Sunday, March 06, 2011

Jack of All Trades

My emergency rotation helped me realize emergency physicians are quite amazing as jacks of all trades. As I see what they handle in the ED, I am impressed by the diversity of illnesses and injuries. Of course they handle the bread and butter of internal medicine - pneumonia, congestive heart failure, COPD exacerbation, heart attacks, gastrointestinal bleed - and basics of surgery - appendicitis, pancreatitis, wound infections, abdominal aortic aneurysms. But I was impressed by how much other stuff they handle - strokes, vertigo, migraines; suicidal ideation, hallucinations, psychosis; broken bones of all sorts; eye complaints of all kinds; vaginal bleeding; and all the pediatric cases I don't see.

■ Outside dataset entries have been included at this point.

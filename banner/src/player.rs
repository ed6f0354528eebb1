/*
    Copyright (C) 2025 bugo07
    Released under EUPL 1.2 License
*/

use crate::frame::BannerFrame;

/// Playback state over a loaded frame set.
///
/// Time is a caller-supplied millisecond counter that may wrap; elapsed
/// time is computed with wrapping arithmetic so a wrap mid-frame does not
/// stall playback.
#[derive(Debug, Clone)]
pub struct Banner {
    frames: Vec<BannerFrame>,
    current: usize,
    last_advance_ms: u32,
    active: bool,
}

impl Banner {
    pub fn new(frames: Vec<BannerFrame>) -> Self {
        Self {
            frames,
            current: 0,
            last_advance_ms: 0,
            active: false,
        }
    }

    pub fn frames(&self) -> &[BannerFrame] {
        &self.frames
    }

    pub fn is_active(&self) -> bool {
        self.active
    }

    /// Starts or stops playback. Activating resets the frame clock so the
    /// current frame gets its full delay from `now_ms`.
    pub fn set_active(&mut self, active: bool, now_ms: u32) {
        self.active = active;
        if active {
            self.last_advance_ms = now_ms;
        }
    }

    pub fn current_frame(&self) -> Option<&BannerFrame> {
        self.frames.get(self.current)
    }

    /// Steps to the next frame once the current frame's delay has elapsed,
    /// wrapping from the last frame back to the first. Returns `true` when
    /// the frame index was stepped.
    pub fn advance(&mut self, now_ms: u32) -> bool {
        if !self.active || self.frames.is_empty() {
            return false;
        }
        let delay = self.frames[self.current].delay_ms;
        if now_ms.wrapping_sub(self.last_advance_ms) >= delay {
            self.current = (self.current + 1) % self.frames.len();
            self.last_advance_ms = now_ms;
            return true;
        }
        false
    }
}
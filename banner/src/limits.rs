/*
    Copyright (C) 2025 bugo07
    Released under EUPL 1.2 License
*/

use crate::error::{BannerError, BannerResult};
use crate::header::BannerHeader;

/// Ceilings applied to a frame header before its payload is allocated.
#[derive(Debug, Clone, Copy, PartialEq, Eq)]
pub struct Limits {
    pub max_width: u32,
    pub max_height: u32,
    pub max_file_len: u64,
}

impl Limits {
    /// What the display side accepts: 640x480 at most, 1 MiB per file.
    pub const DISPLAY: Limits = Limits {
        max_width: 640,
        max_height: 480,
        max_file_len: 1024 * 1024,
    };

    pub fn no_limits() -> Self {
        Limits {
            max_width: u32::MAX,
            max_height: u32::MAX,
            max_file_len: u64::MAX,
        }
    }

    pub fn check(&self, header: &BannerHeader) -> BannerResult<()> {
        if header.width > self.max_width
            || header.height > self.max_height
            || header.file_len() > self.max_file_len
        {
            return Err(BannerError::OverLimit {
                width: header.width,
                height: header.height,
                file_len: header.file_len(),
            });
        }
        Ok(())
    }
}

The procedures they do span a gamut of specialties: incisions and drainage, slit lamp exams, sutures, cardioversions, thoracentesis, lumbar puncture. There are also all the things no other doctors know how to handle: snakebites, dental problems, unusual overdoses. They are the only physicians that consistently cross over from surgery to medicine lines of thinking. During traumas, I've seen great attending switch from trauma mode (looking for CSF in the ears, palpating all the bones, getting X-rays and Foleys and calculating GCS scores) to code mode (calling out for epinephrine, slapping on pads, starting compressions) smoothly and without fail. Emergency medicine physicians really feel comfortable with any presenting complaint or symptom.